Assignment: Your answer should consist of the lines in the following data that contain "usize".

Collected data entries
//! Library configuration.
//!
//! Policy values for the scheduler, alert and exchange paths, grouped into
//! sections. The library does no file I/O of its own; the embedding
//! application deserializes a [`Config`] from its settings store (or takes
//! the defaults) and hands the sections to the components that need them.

use serde::{Deserialize, Serialize};

/// Scheduling loop configuration.
#[derive(Debug, Clone, Serialize, Deserialize)]
pub struct SchedulerConfig {
    /// How often the armed scheduler samples the wall clock, in milliseconds.
    #[serde(default = "default_tick_interval_ms")]
    pub tick_interval_ms: u64,
    /// Width of the match window leading up to a scheduled time, in
    /// seconds. An entry matches while `0 <= entry - now < match_window_secs`.
    #[serde(default = "default_match_window_secs")]
    pub match_window_secs: u32,
}

/// Alert configuration.
#[derive(Debug, Clone, Serialize, Deserialize)]
pub struct AlertConfig {
    /// How long an alert runs before it stops itself, in seconds.
    #[serde(default = "default_alert_duration_secs")]
    pub duration_secs: u64,
    /// Name of the sound resource handed to the playback backend.
    #[serde(default = "default_alert_sound")]
    pub sound: String,
}

/// Schedule exchange configuration.
#[derive(Debug, Clone, Serialize, Deserialize)]
pub struct ExchangeConfig {
    /// Upper bound on the serialized payload, in bytes. The default is the
    /// binary capacity of the largest low-ECC QR symbol.
    #[serde(default = "default_max_payload_bytes")]
    pub max_payload_bytes: usize,
    /// Minimum number of schedule entries before a code may be rendered.
    #[serde(default = "default_min_share_entries")]
    pub min_share_entries: usize,
}

/// Library configuration.
#[derive(Debug, Clone, Serialize, Deserialize)]
pub struct Config {
    #[serde(default)]
    pub scheduler: SchedulerConfig,
    #[serde(default)]
    pub alert: AlertConfig,
    #[serde(default)]
    pub exchange: ExchangeConfig,
}

// Default functions
fn default_tick_interval_ms() -> u64 {
    1000
}
fn default_match_window_secs() -> u32 {
    60
}
fn default_alert_duration_secs() -> u64 {
    10
}
fn default_alert_sound() -> String {
    "break_sound".into()
}
fn default_max_payload_bytes() -> usize {
    2953
}
fn default_min_share_entries() -> usize {
    3
}

impl Default for SchedulerConfig {
    fn default() -> Self {
        Self {
            tick_interval_ms: default_tick_interval_ms(),
            match_window_secs: default_match_window_secs(),
        }
    }
}

impl Default for AlertConfig {
    fn default() -> Self {
        Self {
            duration_secs: default_alert_duration_secs(),
            sound: default_alert_sound(),
        }
    }
}

impl Default for ExchangeConfig {
    fn default() -> Self {
        Self {
            max_payload_bytes: default_max_payload_bytes(),
            min_share_entries: default_min_share_entries(),
        }
    }
}

impl Default for Config {
    fn default() -> Self {
        Self {
            scheduler: SchedulerConfig::default(),
            alert: AlertConfig::default(),
            exchange: ExchangeConfig::default(),
        }
    }
}
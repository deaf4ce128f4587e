//! Schedule exchange between devices.
//!
//! A schedule travels as a JSON array of canonical `HH:MM` strings, rendered
//! into a scannable code on the sharing device and decoded back on the
//! scanning device. [`ExchangeCodec`] owns the wire format; the share path
//! gates on policy before rendering; [`ScanInbox`] handles deliveries from
//! the platform's capture layer.

mod capture;
mod codec;
mod share;

pub use capture::{ScanInbox, ScanReport};
pub use codec::ExchangeCodec;
pub use share::render_schedule_code;
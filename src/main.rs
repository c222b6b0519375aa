use anyhow::{Context, Result};
use clap::{Arg, ArgMatches, Command};
use crossterm::{
    event::{self, DisableMouseCapture, EnableMouseCapture},
    execute,
    terminal::{disable_raw_mode, enable_raw_mode, EnterAlternateScreen, LeaveAlternateScreen},
};
use ratatui::{backend::CrosstermBackend, Terminal};
use std::{
    fs::OpenOptions,
    io,
    path::PathBuf,
    sync::{Arc, Mutex},
    time::{Duration, Instant},
};
use tracing::{error, info};
use tracing_subscriber::EnvFilter;

mod api;
mod app;
mod chat;
mod config;
mod login;
mod session;
mod ui;

use api::HttpChatApi;
use app::App;
use config::Config;
use session::{FileSessionStore, SessionGuard};

fn cli() -> Command {
    Command::new("meetchat")
        .version(env!("CARGO_PKG_VERSION"))
        .author("Meetchat Team")
        .about("Terminal client for a chat and meeting-scheduling service")
        .arg(
            Arg::new("api-url")
                .long("api-url")
                .value_name("URL")
                .help("Backend API base URL (default http://localhost:8003/api)"),
        )
        .arg(
            Arg::new("chat-id")
                .long("chat-id")
                .value_name("ID")
                .value_parser(clap::value_parser!(i64))
                .help("Conversation to open"),
        )
        .arg(
            Arg::new("refresh-secs")
                .long("refresh-secs")
                .value_name("SECONDS")
                .value_parser(clap::value_parser!(u64))
                .help("Message refresh interval"),
        )
        .arg(
            Arg::new("config")
                .short('c')
                .long("config")
                .value_name("FILE")
                .value_parser(clap::value_parser!(PathBuf))
                .help("Config file (default <config dir>/meetchat/config.toml)"),
        )
        .arg(
            Arg::new("session-file")
                .long("session-file")
                .value_name("FILE")
                .value_parser(clap::value_parser!(PathBuf))
                .help("Where the login session is kept"),
        )
        .arg(
            Arg::new("log-file")
                .long("log-file")
                .value_name("FILE")
                .value_parser(clap::value_parser!(PathBuf))
                .help("Log destination; filter with MEETCHAT_LOG"),
        )
        .arg(
            Arg::new("logout")
                .long("logout")
                .action(clap::ArgAction::SetTrue)
                .help("Forget the stored session and exit"),
        )
        .arg(
            Arg::new("whoami")
                .long("whoami")
                .action(clap::ArgAction::SetTrue)
                .help("Print the stored user and exit"),
        )
}

fn resolve_config(matches: &ArgMatches) -> Result<Config> {
    let mut config = Config::load(matches.get_one::<PathBuf>("config").map(PathBuf::as_path))?;
    config.apply_env()?;

    if let Some(url) = matches.get_one::<String>("api-url") {
        config.api_base_url = url.clone();
    }
    if let Some(chat_id) = matches.get_one::<i64>("chat-id") {
        config.chat_id = *chat_id;
    }
    if let Some(secs) = matches.get_one::<u64>("refresh-secs") {
        config.refresh_interval_secs = *secs;
    }
    if let Some(path) = matches.get_one::<PathBuf>("session-file") {
        config.session_file = Some(path.clone());
    }
    if let Some(path) = matches.get_one::<PathBuf>("log-file") {
        config.log_file = Some(path.clone());
    }
    Ok(config)
}

/// Logs go to a file; the terminal belongs to the UI.
fn init_logging(config: &Config) -> Result<()> {
    let path = config.log_path();
    if let Some(parent) = path.parent() {
        std::fs::create_dir_all(parent)
            .with_context(|| format!("creating log directory {}", parent.display()))?;
    }
    let file = OpenOptions::new()
        .create(true)
        .append(true)
        .open(&path)
        .with_context(|| format!("opening log file {}", path.display()))?;

    let filter = EnvFilter::try_from_env("MEETCHAT_LOG").unwrap_or_else(|_| EnvFilter::new("info"));
    tracing_subscriber::fmt()
        .with_env_filter(filter)
        .with_writer(Mutex::new(file))
        .with_ansi(false)
        .init();
    Ok(())
}

#[tokio::main]
async fn main() -> Result<()> {
    let matches = cli().get_matches();
    let config = resolve_config(&matches)?;
    init_logging(&config)?;

    let store = session::shared(FileSessionStore::new(config.session_path()));

    if matches.get_flag("logout") {
        SessionGuard::clear(&store)?;
        println!("Logged out.");
        return Ok(());
    }
    if matches.get_flag("whoami") {
        match SessionGuard::check(&store) {
            Some(session) => match &session.user.email {
                Some(email) => println!("{} <{}> (id {})", session.user.name, email, session.user.id),
                None => println!("{} (id {})", session.user.name, session.user.id),
            },
            None => println!("not logged in"),
        }
        return Ok(());
    }

    info!(api = %config.api_base_url, chat_id = config.chat_id, "starting");
    let api = Arc::new(HttpChatApi::new(&config.api_base_url, config.request_timeout())?);

    // Setup terminal
    enable_raw_mode()?;
    let mut stdout = io::stdout();
    execute!(stdout, EnterAlternateScreen, EnableMouseCapture)?;
    let backend = CrosstermBackend::new(stdout);
    let mut terminal = Terminal::new(backend)?;

    let mut app = App::new(&config, api, store);
    let res = run_app(&mut terminal, &mut app).await;

    // Restore terminal
    disable_raw_mode()?;
    execute!(
        terminal.backend_mut(),
        LeaveAlternateScreen,
        DisableMouseCapture
    )?;
    terminal.show_cursor()?;

    if let Err(err) = res {
        error!(error = ?err, "terminal loop failed");
        println!("Error: {:?}", err);
    }

    Ok(())
}

async fn run_app(terminal: &mut Terminal<CrosstermBackend<io::Stdout>>, app: &mut App) -> Result<()> {
    let mut last_tick = Instant::now();
    let tick_rate = Duration::from_millis(250);

    loop {
        terminal.draw(|f| ui::draw(f, app))?;

        let timeout_duration = tick_rate
            .checked_sub(last_tick.elapsed())
            .unwrap_or_else(|| Duration::from_secs(0));

        if event::poll(timeout_duration)? {
            let event = event::read()?;
            app.handle_input(event).await?;
        }

        if last_tick.elapsed() >= tick_rate {
            app.on_tick();
            last_tick = Instant::now();
        }

        if app.should_quit {
            info!("quit");
            return Ok(());
        }
    }
}
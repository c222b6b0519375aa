use tracing::{info, warn};

use crate::api::{ApiError, ChatApi, Credentials, Registration};
use crate::chat::InputLine;
use crate::session::{Session, SessionGuard, SharedStore};

#[derive(Debug, Clone, Copy, PartialEq, Eq)]
pub enum AuthMode {
    Login,
    Register,
}

#[derive(Debug, Clone, Copy, PartialEq, Eq)]
pub enum Field {
    Name,
    Email,
    Password,
}

/// The sign-in screen shown whenever there is no usable session.
#[derive(Debug, Clone)]
pub struct LoginForm {
    pub mode: AuthMode,
    pub name: InputLine,
    pub email: InputLine,
    pub password: InputLine,
    pub focus: Field,
    pub error: Option<String>,
    /// Message carried over from the chat screen, e.g. an expired session.
    pub notice: Option<String>,
}

impl Default for LoginForm {
    fn default() -> Self {
        Self::new(None)
    }
}

impl LoginForm {
    pub fn new(notice: Option<String>) -> Self {
        Self {
            mode: AuthMode::Login,
            name: InputLine::default(),
            email: InputLine::default(),
            password: InputLine::default(),
            focus: Field::Email,
            error: None,
            notice,
        }
    }

    pub fn fields(&self) -> &'static [Field] {
        match self.mode {
            AuthMode::Login => &[Field::Email, Field::Password],
            AuthMode::Register => &[Field::Name, Field::Email, Field::Password],
        }
    }

    pub fn field(&self, field: Field) -> &InputLine {
        match field {
            Field::Name => &self.name,
            Field::Email => &self.email,
            Field::Password => &self.password,
        }
    }

    pub fn focused_mut(&mut self) -> &mut InputLine {
        match self.focus {
            Field::Name => &mut self.name,
            Field::Email => &mut self.email,
            Field::Password => &mut self.password,
        }
    }

    pub fn next_field(&mut self) {
        self.step_focus(1);
    }

    pub fn prev_field(&mut self) {
        let len = self.fields().len();
        self.step_focus(len - 1);
    }

    fn step_focus(&mut self, by: usize) {
        let fields = self.fields();
        let current = fields.iter().position(|f| *f == self.focus).unwrap_or(0);
        self.focus = fields[(current + by) % fields.len()];
    }

    pub fn toggle_mode(&mut self) {
        self.mode = match self.mode {
            AuthMode::Login => AuthMode::Register,
            AuthMode::Register => AuthMode::Login,
        };
        if !self.fields().contains(&self.focus) {
            self.focus = Field::Email;
        }
        self.error = None;
    }

    /// Authenticate against the backend and persist the session the way
    /// the chat screen expects to find it.
    pub async fn submit(&mut self, api: &dyn ChatApi, store: &SharedStore) -> Option<Session> {
        let email = self.email.as_str().trim().to_string();
        let password = self.password.as_str().to_string();
        let name = self.name.as_str().trim().to_string();

        let missing_name = self.mode == AuthMode::Register && name.is_empty();
        if email.is_empty() || password.is_empty() || missing_name {
            self.error = Some("Please fill in all fields".to_string());
            return None;
        }

        let result = match self.mode {
            AuthMode::Login => api.login(&Credentials { email: email.clone(), password }).await,
            AuthMode::Register => {
                api.register(&Registration { name, email: email.clone(), password })
                    .await
            }
        };

        let auth = match result {
            Ok(auth) => auth,
            Err(e) => {
                warn!(%email, error = %e, "authentication failed");
                self.error = Some(self.failure_text(&e));
                self.password.clear();
                return None;
            }
        };

        let session = Session {
            token: auth.access_token,
            user: auth.user,
        };
        if let Err(e) = SessionGuard::persist(store, &session) {
            warn!(error = %e, "could not store session");
            self.error = Some(format!("Could not save session: {e}"));
            return None;
        }

        info!(user_id = session.user.id, "signed in");
        self.password.clear();
        self.error = None;
        self.notice = None;
        Some(session)
    }

    fn failure_text(&self, error: &ApiError) -> String {
        if let Some(detail) = error.detail() {
            return detail.to_string();
        }
        match (self.mode, error) {
            (_, ApiError::Transport(_)) => "Cannot reach the server".to_string(),
            (AuthMode::Login, _) => "Login failed".to_string(),
            (AuthMode::Register, _) => "Registration failed".to_string(),
        }
    }
}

Output for this task:
    pub max_payload_bytes: usize,
    pub min_share_entries: usize,
fn default_max_payload_bytes() -> usize {
fn default_min_share_entries() -> usize {
    fn step_focus(&mut self, by: usize) {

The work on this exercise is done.